View attachment 036.jpg


View attachment 070.jpg


View attachment Old pics 032.jpg


View attachment 007.jpg


----------



## MarkWood

this my brother gettin pulled over in the 77 chevy K20 he bought tonite. we drove an hour and a half to look at it we found a few issues while we were looking at it so we talked the guy down from $2000 to $1660 one of the issue was the new mufflers that he said the truck had were still in the tool box the pipes are cut off right behind the cab which is why he got pulled over it's a bit loud!!! i reckon I'll be welding some mufflers on sometime this week.


----------



## Chris

Sure is invisible....


----------



## MarkWood

ooops forgot the pic, here it is 

View attachment BLUE THANG PULLED OVER.jpg


----------



## MarkWood

its not the best shot but what do you expect in the rain from 100 yards away taken with a phone.


----------



## oldognewtrick

Whats a matter Mark, afraid to get to close? Do you think handcuffs are contagious or sumthin?  
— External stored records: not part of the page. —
use crate::prelude::*;

///
/// SegmentSchema
///
/// The registry slice for one segment type: its attributes in declaration
/// order plus the editing flags the tree consults.
///

#[derive(Clone, Copy, Debug, Serialize)]
pub struct SegmentSchema {
    pub segment_type: &'static str,
    pub attributes: &'static [Attribute],

    /// Whether ad-hoc custom slot fields may be added.
    pub customizable: bool,

    /// Whether the segment only hosts children and is never edited itself.
    pub container_only: bool,
}

impl SegmentSchema {
    /// Slice used for segment types the registry does not know.
    pub const EMPTY: Self = Self::new("", &[]);

    #[must_use]
    pub const fn new(segment_type: &'static str, attributes: &'static [Attribute]) -> Self {
        Self {
            segment_type,
            attributes,
            customizable: false,
            container_only: false,
        }
    }

    #[must_use]
    pub const fn customizable(mut self) -> Self {
        self.customizable = true;
        self
    }

    #[must_use]
    pub const fn container_only(mut self) -> Self {
        self.container_only = true;
        self
    }

    #[must_use]
    pub const fn is_empty(&self) -> bool {
        self.attributes.is_empty()
    }

    #[must_use]
    pub fn get(&self, name: &str) -> Option<&'static Attribute> {
        self.attributes.iter().find(|attr| attr.name == name)
    }

    /// Slot-backed attributes in declaration order.
    pub fn slots(&self) -> impl Iterator<Item = (&'static str, &'static FieldDef)> {
        self.attributes.iter().filter_map(|attr| match &attr.entry {
            Entry::Slot(def) => Some((attr.name, def)),
            _ => None,
        })
    }
}
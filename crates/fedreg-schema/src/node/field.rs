use crate::prelude::*;

///
/// FieldDef
///
/// Descriptor for a simple (non-group) attribute. The same descriptor is
/// used for direct attributes and for slot-backed attributes; the
/// distinction lives on [`Entry`](super::Entry).
///

#[derive(Clone, Copy, Debug, Serialize)]
pub struct FieldDef {
    pub display_name: &'static str,
    pub description: &'static str,
    pub value_type: ValueType,
    pub multi_valued: bool,

    /// Values used when the record carries nothing for this attribute.
    #[serde(skip_serializing_if = "<[_]>::is_empty")]
    pub defaults: &'static [&'static str],

    #[serde(skip_serializing_if = "<[_]>::is_empty")]
    pub constraints: &'static [Constraint],
}

impl FieldDef {
    #[must_use]
    pub const fn new(
        display_name: &'static str,
        description: &'static str,
        value_type: ValueType,
    ) -> Self {
        Self {
            display_name,
            description,
            value_type,
            multi_valued: false,
            defaults: &[],
            constraints: &[],
        }
    }

    #[must_use]
    pub const fn text(display_name: &'static str, description: &'static str) -> Self {
        Self::new(display_name, description, ValueType::String)
    }

    #[must_use]
    pub const fn multi(mut self) -> Self {
        self.multi_valued = true;
        self
    }

    #[must_use]
    pub const fn with_defaults(mut self, defaults: &'static [&'static str]) -> Self {
        self.defaults = defaults;
        self
    }

    #[must_use]
    pub const fn with_constraints(mut self, constraints: &'static [Constraint]) -> Self {
        self.constraints = constraints;
        self
    }

    #[must_use]
    pub fn is_required(&self) -> bool {
        self.constraints.iter().any(Constraint::is_required)
    }
}
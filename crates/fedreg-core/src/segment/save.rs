use super::{SegmentNode, SegmentShape, populate::is_falsy};
use crate::{codec, field::FieldNode};
use fedreg_schema::SLOT_COLLECTION;
use serde_json::{Map, Value, json};

impl SegmentNode {
    /// Write edits back into the backing record, depth-first.
    ///
    /// Only dirty fields are encoded, plus fields whose attribute is absent
    /// but which carry a value (schema defaults). Everything else in the
    /// record is left as it was read.
    pub fn save(&mut self) {
        match self.shape {
            SegmentShape::Collection => {
                let items = self
                    .segments
                    .iter_mut()
                    .map(|child| {
                        child.save();
                        child.backing.clone()
                    })
                    .collect();

                self.backing = Value::Array(items);
            }
            SegmentShape::Record => {
                let Value::Object(map) = &mut self.backing else {
                    return;
                };

                for field in &mut self.fields {
                    if field.is_slot {
                        write_slot(map, field);
                    } else {
                        write_attribute(map, field);
                    }
                    field.mark_clean();
                }
                prune_slots(map, &self.fields);

                for child in &mut self.segments {
                    child.save();
                    if let Some(attr) = &child.attribute {
                        map.insert(attr.clone(), child.backing.clone());
                    }
                }
            }
        }

        tracing::debug!(segment_id = %self.segment_id, segment_type = %self.segment_type, "segment saved");
    }
}

// Dirty fields are always written. A clean field is written only when the
// record lacks it and it carries a value, i.e. a schema default.
fn should_write(field: &FieldNode, present: bool) -> bool {
    field.is_dirty() || (!present && !field.value().is_empty())
}

// An empty attribute counts as absent, so a default loaded in its place
// is written.
fn write_attribute(map: &mut Map<String, Value>, field: &FieldNode) {
    let present = map.get(&field.key).is_some_and(|value| !is_falsy(value));
    if !should_write(field, present) {
        return;
    }

    match encode_attribute(field) {
        Some(value) => {
            map.insert(field.key.clone(), value);
        }
        None => {
            map.shift_remove(&field.key);
        }
    }
}

fn write_slot(map: &mut Map<String, Value>, field: &FieldNode) {
    let index = slots(map).and_then(|slots| {
        slots
            .iter()
            .position(|slot| slot.get("name").and_then(Value::as_str) == Some(field.key.as_str()))
    });
    if !should_write(field, index.is_some()) {
        return;
    }

    let encoded = encode_slot(field);
    match (index, encoded) {
        (Some(i), Some(value)) => {
            if let Some(Value::Object(slot)) = slots_mut(map).and_then(|slots| slots.get_mut(i)) {
                slot.insert("value".to_string(), value);
            }
        }
        (Some(i), None) => {
            if let Some(slots) = slots_mut(map) {
                slots.remove(i);
            }
        }
        (None, Some(value)) => {
            let slot = json!({
                "slotType": field.slot_type(),
                "name": field.key,
                "value": value,
            });

            match map
                .entry(SLOT_COLLECTION)
                .or_insert_with(|| Value::Array(Vec::new()))
            {
                Value::Array(slots) => slots.push(slot),
                other => {
                    tracing::warn!(raw = %other, key = %field.key, "slot collection is not an array");
                }
            }
        }
        (None, None) => {}
    }
}

// Cleared fields drop their value unless declared required, in which case
// a multi-valued one keeps an empty list.
fn encode_attribute(field: &FieldNode) -> Option<Value> {
    codec::encode_attribute(field.value(), field.multi_valued)
        .or_else(|| (field.is_required() && field.multi_valued).then(|| Value::Array(Vec::new())))
}

fn encode_slot(field: &FieldNode) -> Option<Value> {
    codec::encode(field.value(), field.value_type, field.multi_valued)
        .or_else(|| (field.is_required() && field.multi_valued).then(|| Value::Array(Vec::new())))
}

// Drop slots whose field was removed. Nameless entries are kept.
fn prune_slots(map: &mut Map<String, Value>, fields: &[FieldNode]) {
    let Some(slots) = slots_mut(map) else {
        return;
    };

    slots.retain(|slot| match slot.get("name").and_then(Value::as_str) {
        Some(name) => fields.iter().any(|f| f.is_slot && f.key == name),
        None => true,
    });
}

fn slots(map: &Map<String, Value>) -> Option<&Vec<Value>> {
    map.get(SLOT_COLLECTION).and_then(Value::as_array)
}

fn slots_mut(map: &mut Map<String, Value>) -> Option<&mut Vec<Value>> {
    map.get_mut(SLOT_COLLECTION).and_then(Value::as_array_mut)
}
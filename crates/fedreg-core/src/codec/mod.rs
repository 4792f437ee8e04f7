//! Conversion between wire slot values and [`FieldValue`]s.
//!
//! Two encodings are read, told apart by shape:
//! - the list encoding, an array of strings (`["a", "b"]`);
//! - the structured encoding, an object (`{"Point": {"pos": "lat lon"}}`)
//!   or a bare string (`"true"`).
//!
//! Encoding writes the list encoding for text and dates, the structured
//! encoding for geo values, and a bare string for booleans. A `None` from
//! [`encode`] means the value is incomplete and no slot should exist.

mod date;

use crate::value::{BoundsParts, DateParts, FieldValue, PointParts};
use fedreg_schema::types::ValueType;
use serde_json::{Map, Value, json};

/// `srsName` written on encoded points.
pub const POINT_SRS_NAME: &str = "urn:ogc:def:crs:EPSG::4326";

///
/// SlotEncoding
///

#[derive(Clone, Copy, Debug, Eq, PartialEq)]
pub enum SlotEncoding {
    List,
    Structured,
    Absent,
}

impl SlotEncoding {
    #[must_use]
    pub const fn of(value: &Value) -> Self {
        match value {
            Value::Array(_) => Self::List,
            Value::Null => Self::Absent,
            _ => Self::Structured,
        }
    }
}

/// Decode a wire slot value. Never fails: a value whose shape does not fit
/// `value_type` decodes to [`FieldValue::Empty`].
#[must_use]
pub fn decode(slot_value: &Value, value_type: ValueType, multi_valued: bool) -> FieldValue {
    match slot_value {
        Value::Null => FieldValue::Empty,
        Value::Array(items) => decode_list(items, value_type, multi_valued),
        Value::Object(map) => decode_structured(slot_value, map, value_type),
        Value::Bool(b) if value_type == ValueType::Boolean => FieldValue::Bool(*b),
        scalar => match scalar_text(scalar) {
            Some(s) if multi_valued && !value_type.is_geo() => FieldValue::List(vec![s]),
            Some(s) => decode_text(&s, value_type),
            None => FieldValue::Empty,
        },
    }
}

/// Encode a field value for a slot. `None` means suppressed.
#[must_use]
pub fn encode(value: &FieldValue, value_type: ValueType, multi_valued: bool) -> Option<Value> {
    if let FieldValue::Opaque(raw) = value {
        return Some(raw.clone());
    }

    match value_type {
        ValueType::Boolean => Some(Value::String(truthy(value).to_string())),
        ValueType::Point => point_parts(value)?.position().map(|pos| {
            json!({
                "Point": {
                    "srsName": POINT_SRS_NAME,
                    "srsDimension": 2,
                    "pos": pos,
                }
            })
        }),
        ValueType::Bounds => bounds_parts(value)?.corners().map(|(upper, lower)| {
            json!({
                "Envelope": {
                    "srsName": "",
                    "lowerCorner": lower,
                    "upperCorner": upper,
                }
            })
        }),
        ValueType::Date if !matches!(value, FieldValue::List(_)) => {
            let parts = date_parts(value)?;
            date::compose(&parts).map(|s| json!([s]))
        }
        _ if multi_valued => {
            let items: Vec<Value> = value
                .texts()
                .into_iter()
                .map(|s| Value::String(s.to_string()))
                .collect();

            (!items.is_empty()).then_some(Value::Array(items))
        }
        _ => value
            .texts()
            .first()
            .map(|s| Value::Array(vec![Value::String((*s).to_string())])),
    }
}

/// Decode a direct (non-slot) attribute value.
#[must_use]
pub fn decode_attribute(value: &Value, value_type: ValueType, multi_valued: bool) -> FieldValue {
    match value {
        Value::Array(items) if !multi_valued && items.iter().all(Value::is_string) => {
            decode_list(items, value_type, false)
        }
        Value::Array(items) if items.iter().all(Value::is_string) => {
            decode_list(items, value_type, true)
        }
        Value::Array(_) | Value::Object(_) => FieldValue::Opaque(value.clone()),
        Value::Bool(b) => FieldValue::Bool(*b),
        other => match scalar_text(other) {
            Some(s) if multi_valued => FieldValue::List(vec![s]),
            Some(s) => FieldValue::Text(s),
            None => FieldValue::Empty,
        },
    }
}

/// Encode a direct attribute value. `None` means the attribute is removed.
#[must_use]
pub fn encode_attribute(value: &FieldValue, multi_valued: bool) -> Option<Value> {
    match value {
        FieldValue::Opaque(raw) => Some(raw.clone()),
        FieldValue::Bool(b) => Some(Value::Bool(*b)),
        FieldValue::Date(parts) => date::compose(parts).map(Value::String),
        FieldValue::Point(parts) => parts.position().map(Value::String),
        _ => {
            let texts = value.texts();
            if texts.is_empty() {
                None
            } else if multi_valued || matches!(value, FieldValue::List(items) if items.len() > 1) {
                Some(Value::Array(
                    texts.into_iter().map(|s| Value::String(s.to_string())).collect(),
                ))
            } else {
                Some(Value::String(texts[0].to_string()))
            }
        }
    }
}

/// Compose a date value's wire text. `None` without a date part.
pub(crate) fn compose_date(parts: &DateParts) -> Option<String> {
    date::compose(parts)
}

// ---- decode helpers ----------------------------------------------------

fn decode_list(items: &[Value], value_type: ValueType, multi_valued: bool) -> FieldValue {
    let texts: Vec<String> = items.iter().filter_map(scalar_text).collect();

    if multi_valued && !value_type.is_geo() {
        return FieldValue::List(texts);
    }

    match texts.into_iter().next() {
        Some(first) => decode_text(&first, value_type),
        None => FieldValue::Empty,
    }
}

fn decode_text(s: &str, value_type: ValueType) -> FieldValue {
    match value_type {
        ValueType::Boolean => FieldValue::Bool(s.trim() == "true"),
        ValueType::Date => match date::parse(s) {
            Some(parts) => FieldValue::Date(parts),
            None => miss(s, value_type),
        },
        ValueType::Point => match coords::<2>(s) {
            Some([lat, lon]) => FieldValue::Point(PointParts::new(lat, lon)),
            None => miss(s, value_type),
        },
        ValueType::Bounds => match coords::<4>(s) {
            Some(c) => FieldValue::Bounds(BoundsParts::from_coords(c)),
            None => miss(s, value_type),
        },
        ValueType::Number | ValueType::String => FieldValue::Text(s.to_string()),
    }
}

fn decode_structured(raw: &Value, map: &Map<String, Value>, value_type: ValueType) -> FieldValue {
    match value_type {
        ValueType::Point => {
            let pos = map.get("Point").and_then(|p| p.get("pos")).and_then(Value::as_str);
            match pos.and_then(coords::<2>) {
                Some([lat, lon]) => FieldValue::Point(PointParts::new(lat, lon)),
                None => miss(&raw.to_string(), value_type),
            }
        }
        ValueType::Bounds => {
            let envelope = map.get("Envelope");
            let corner = |name: &str| {
                envelope
                    .and_then(|e| e.get(name))
                    .and_then(Value::as_str)
                    .and_then(coords::<2>)
            };
            match (corner("upperCorner"), corner("lowerCorner")) {
                (Some([ulat, ulon]), Some([llat, llon])) => {
                    FieldValue::Bounds(BoundsParts::from_coords([ulat, ulon, llat, llon]))
                }
                _ => miss(&raw.to_string(), value_type),
            }
        }
        _ => FieldValue::Opaque(raw.clone()),
    }
}

// Split on whitespace into exactly N coordinates.
fn coords<const N: usize>(s: &str) -> Option<[&str; N]> {
    let parts: Vec<&str> = s.split_whitespace().collect();

    parts.try_into().ok()
}

fn scalar_text(value: &Value) -> Option<String> {
    match value {
        Value::String(s) => Some(s.clone()),
        Value::Number(n) => Some(n.to_string()),
        Value::Bool(b) => Some(b.to_string()),
        _ => None,
    }
}

fn miss(raw: &str, value_type: ValueType) -> FieldValue {
    tracing::warn!(%value_type, raw, "slot value does not decode as its declared type");

    FieldValue::Empty
}

// ---- encode helpers ----------------------------------------------------

fn truthy(value: &FieldValue) -> bool {
    match value {
        FieldValue::Bool(b) => *b,
        FieldValue::Text(s) => s.trim() == "true",
        FieldValue::List(items) => items.first().is_some_and(|s| s.trim() == "true"),
        _ => false,
    }
}

fn date_parts(value: &FieldValue) -> Option<DateParts> {
    match value {
        FieldValue::Date(parts) => Some(parts.clone()),
        FieldValue::Text(s) => date::parse(s),
        _ => None,
    }
}

fn point_parts(value: &FieldValue) -> Option<PointParts> {
    match value {
        FieldValue::Point(parts) => Some(parts.clone()),
        FieldValue::Text(s) => coords::<2>(s).map(|[lat, lon]| PointParts::new(lat, lon)),
        _ => None,
    }
}

fn bounds_parts(value: &FieldValue) -> Option<BoundsParts> {
    match value {
        FieldValue::Bounds(parts) => Some(parts.clone()),
        FieldValue::Text(s) => coords::<4>(s).map(BoundsParts::from_coords),
        _ => None,
    }
}

///
/// TESTS
///
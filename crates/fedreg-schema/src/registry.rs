use crate::{prelude::*, validate::validate_registry};

///
/// Registry
///
/// Static table of every segment type the editor knows. Lookups never fail:
/// an unknown segment type resolves to [`SegmentSchema::EMPTY`], so records
/// of unrecognized shape degrade to custom slot handling.
///

#[derive(Clone, Copy, Debug, Serialize)]
pub struct Registry {
    segments: &'static [SegmentSchema],
}

impl Registry {
    #[must_use]
    pub const fn new(segments: &'static [SegmentSchema]) -> Self {
        Self { segments }
    }

    /// Registry slice for `segment_type`.
    #[must_use]
    pub fn resolve(&self, segment_type: &str) -> &'static SegmentSchema {
        self.segments
            .iter()
            .find(|schema| schema.segment_type == segment_type)
            .unwrap_or(&SegmentSchema::EMPTY)
    }

    #[must_use]
    pub fn contains(&self, segment_type: &str) -> bool {
        self.segments
            .iter()
            .any(|schema| schema.segment_type == segment_type)
    }

    #[must_use]
    pub fn is_customizable(&self, segment_type: &str) -> bool {
        self.resolve(segment_type).customizable
    }

    #[must_use]
    pub fn is_container_only(&self, segment_type: &str) -> bool {
        self.resolve(segment_type).container_only
    }

    pub fn segments(&self) -> impl Iterator<Item = &'static SegmentSchema> {
        self.segments.iter()
    }

    /// Check the table's structural invariants.
    pub fn validate(&self) -> Result<(), SchemaError> {
        validate_registry(self)
    }
}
Tell him congrats on the truck, I love those 70's chevys.


----------



## MarkWood

not crazy bout them handcuffs. i'm sure i'll post a build thread of the 77.......


----------



## oldognewtrick

We have a laborer that works for us who said "I can't drink Tequila cause everytime I do, it makes me break out in a bad case of handcuffs"


----------



## Chris

I want a 73-75 F250 if you have one laying around.


----------



## Trophyman

Test fitting engine/trans (LT4/4L80E) and got the rear hung in with polished/stainless triangulated 4 bar. Still gotta fab a trans mount. Then strip it all down and send frame to powder coater.

Comin along. 

View attachment chassis fit up.jpg


----------



## Trophyman

Went to the shop this morning and found my help SLEEPING on the job, litterally! 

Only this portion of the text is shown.